Much of that decrease comes from infrastructure projects, which are usually bonded and paid over multiple years, Mulholland said.
“Health insurance is up 8.2%, dental is up 3.9%. Those are the big cost drivers,” Mulholland said.
Employee benefits — which include wages, health care and retirement contributions — are expected to rise by nearly $1.8 million, or 8%, next year.
Of that, wages account for the largest of those increases, with a $1.6 million, or 11%, jump from the current city budget.
Non-union employees would see a 1.6% cost of living adjustment under the spending plan, which maintains funding for two police officers and firefighters originally hired using federal grants.
“I think city staff worked very hard this year to keep the increase to 3%,” Lebanon Mayor Tim McNamara said, referring to the proposed rise in taxes. “We’re trying to do the best we can to keep budget increases as minimal as we can.”
The impact from the proposed spending plan would be an estimated 34-cent increase in the tax rate to $11.59 per $1,000 of a property’s assessed value.

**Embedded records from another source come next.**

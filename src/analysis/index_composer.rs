use itertools::Itertools;
use serde::{Deserialize, Serialize};

use crate::analysis::feature_engine::{FeatureEngine, WindowPolicy};
use crate::analysis::normalizer::NormalizationBounds;
use crate::config::DEBUG_FLAGS;
use crate::domain::MonthKey;
use crate::error::{PipelineError, PipelineResult};
use crate::models::{CompositeResult, ExternalSeriesKind, ExternalSeriesSet, Metric};

/// Weights of the five fear-greed components. Missing fields in an override
/// file fall back to the defaults.
#[derive(Copy, Clone, Debug, PartialEq, Serialize, Deserialize)]
#[serde(default, deny_unknown_fields)]
pub struct CompositeWeights {
    pub volatility: f64,
    pub volume: f64,
    pub momentum: f64,
    pub search: f64,
    pub psychology: f64,
}

impl CompositeWeights {
    pub const DEFAULT: CompositeWeights = CompositeWeights {
        volatility: 0.125,
        volume: 0.125,
        momentum: 0.35,
        search: 0.15,
        psychology: 0.25,
    };

    pub fn total(&self) -> f64 {
        self.volatility + self.volume + self.momentum + self.search + self.psychology
    }

    pub fn is_normalized(&self) -> bool {
        (self.total() - 1.0).abs() <= 1e-9
    }

    pub fn score(&self, inputs: &ScoreInputs) -> f64 {
        inputs.volatility_diff * self.volatility
            + inputs.volume_diff * self.volume
            + inputs.momentum * self.momentum
            + inputs.search_volume * self.search
            + inputs.psychology * self.psychology
    }
}

impl Default for CompositeWeights {
    fn default() -> Self {
        Self::DEFAULT
    }
}

/// Scaled sub-scores plus the two external values for one month.
#[derive(Copy, Clone, Debug, PartialEq)]
pub struct ScoreInputs {
    pub volatility_diff: f64,
    pub volume_diff: f64,
    pub momentum: f64,
    pub search_volume: f64,
    pub psychology: f64,
}

/// Scores individual months of one region against precomputed bounds.
pub struct IndexComposer<'a> {
    engine: &'a FeatureEngine<'a>,
    bounds: &'a NormalizationBounds,
    externals: &'a ExternalSeriesSet,
    weights: &'a CompositeWeights,
    policy: WindowPolicy,
}

impl<'a> IndexComposer<'a> {
    pub fn new(
        engine: &'a FeatureEngine<'a>,
        bounds: &'a NormalizationBounds,
        externals: &'a ExternalSeriesSet,
        weights: &'a CompositeWeights,
        policy: WindowPolicy,
    ) -> Self {
        Self {
            engine,
            bounds,
            externals,
            weights,
            policy,
        }
    }

    pub fn compose_month(&self, month: MonthKey) -> PipelineResult<CompositeResult> {
        let series = self.engine.series();
        let index = series
            .index_of(month)
            .ok_or(PipelineError::MonthNotFound(month))?;

        let features = self.engine.features_at(index, self.policy);
        if cfg!(debug_assertions) && DEBUG_FLAGS.print_month_features {
            log::info!("{} {}: {:?}", series.region().name(), month, features);
        }

        let scaled_volatility_diff = self
            .bounds
            .scale(Metric::VolatilityDiff, features.volatility_diff);
        let scaled_volume_diff = self.bounds.scale(Metric::VolumeDiff, features.volume_diff);
        let scaled_momentum = self.bounds.scale(Metric::Momentum, features.momentum);

        let search_volume = self.external_value(month, ExternalSeriesKind::SearchVolume)?;
        let psychology = self.external_value(month, ExternalSeriesKind::Psychology)?;

        let fear_greed_index = match (scaled_volatility_diff, scaled_volume_diff, scaled_momentum) {
            (Some(volatility_diff), Some(volume_diff), Some(momentum)) => {
                Some(self.weights.score(&ScoreInputs {
                    volatility_diff,
                    volume_diff,
                    momentum,
                    search_volume,
                    psychology,
                }))
            }
            _ => None,
        };

        Ok(CompositeResult {
            month_key: month,
            date: month.first_day(),
            scaled_volatility_diff,
            scaled_volume_diff,
            scaled_momentum,
            price_per_unit: series.prices()[index],
            average_search_volume: search_volume,
            normalized_index: psychology,
            fear_greed_index,
        })
    }

    /// Scores every requested month in ascending order. Months that cannot be
    /// scored are left out of the rows and returned alongside them.
    pub fn compose_range(&self, months: &[MonthKey]) -> (Vec<CompositeResult>, Vec<PipelineError>) {
        let mut results = Vec::new();
        let mut skipped = Vec::new();

        for month in months.iter().copied().sorted().dedup() {
            match self.compose_month(month) {
                Ok(row) => results.push(row),
                Err(e) => {
                    if cfg!(debug_assertions) && DEBUG_FLAGS.print_skipped_months {
                        log::info!("{}: skipping {}", self.engine.series().region().name(), e);
                    }
                    skipped.push(e);
                }
            }
        }

        (results, skipped)
    }

    fn external_value(&self, month: MonthKey, kind: ExternalSeriesKind) -> PipelineResult<f64> {
        let series = match kind {
            ExternalSeriesKind::SearchVolume => &self.externals.search_volume,
            ExternalSeriesKind::Psychology => &self.externals.psychology,
        };
        series
            .get(month)
            .ok_or(PipelineError::ExternalSeriesMiss {
                month,
                series: kind,
            })
    }
}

That would amount to a 2020 municipal tax bill of $2,900 for a single-family home valued at $250,000, an increase of $85.
City officials hope to save almost $12 million in capital improvement spending, which represents nearly 20% of the overall budget.
Mulholland said those cuts coincide with the upcoming completion of Lebanon’s combined sewer overflow, or CSO, projects. The $75 million effort to separate sewer and stormwater in 15 miles of Lebanon’s sewer system should be completed next year, he said.
Instead, he hopes to spend an additional $3.3 million on the ongoing city hall renovation project, $1 million on efforts to repair the rail tunnel running under the downtown mall and $2.1 million on sewer upgrades.
The “significant reduction” in capital improvement projects is just one effort Mulholland and his staff are making to reduce costs, McNamara said. Over the past year, city officials have increased charges at Lebanon Municipal Airport and the landfill to help make those two operations less reliant on tax dollars.
“We’re really trying to get that down as we move forward,” he said.
Lebanon is expecting to make $7.6 million in debt payments next year, a 2.5% decrease. However, the city is expecting that number to jump to $10.6 million by 2021.
“Large debt service increases expected in 2021-2024 are of special concern,” Mulholland wrote in his budget message.
Mulholland said payments on the city’s CSO projects are largely to blame for the increase.
The City Council is scheduled to hold several work sessions over the next week to refine the budget proposal, which it would then vote on after a public hearing on Dec. 18.
“We’re scrutinizing everything,” McNamara said.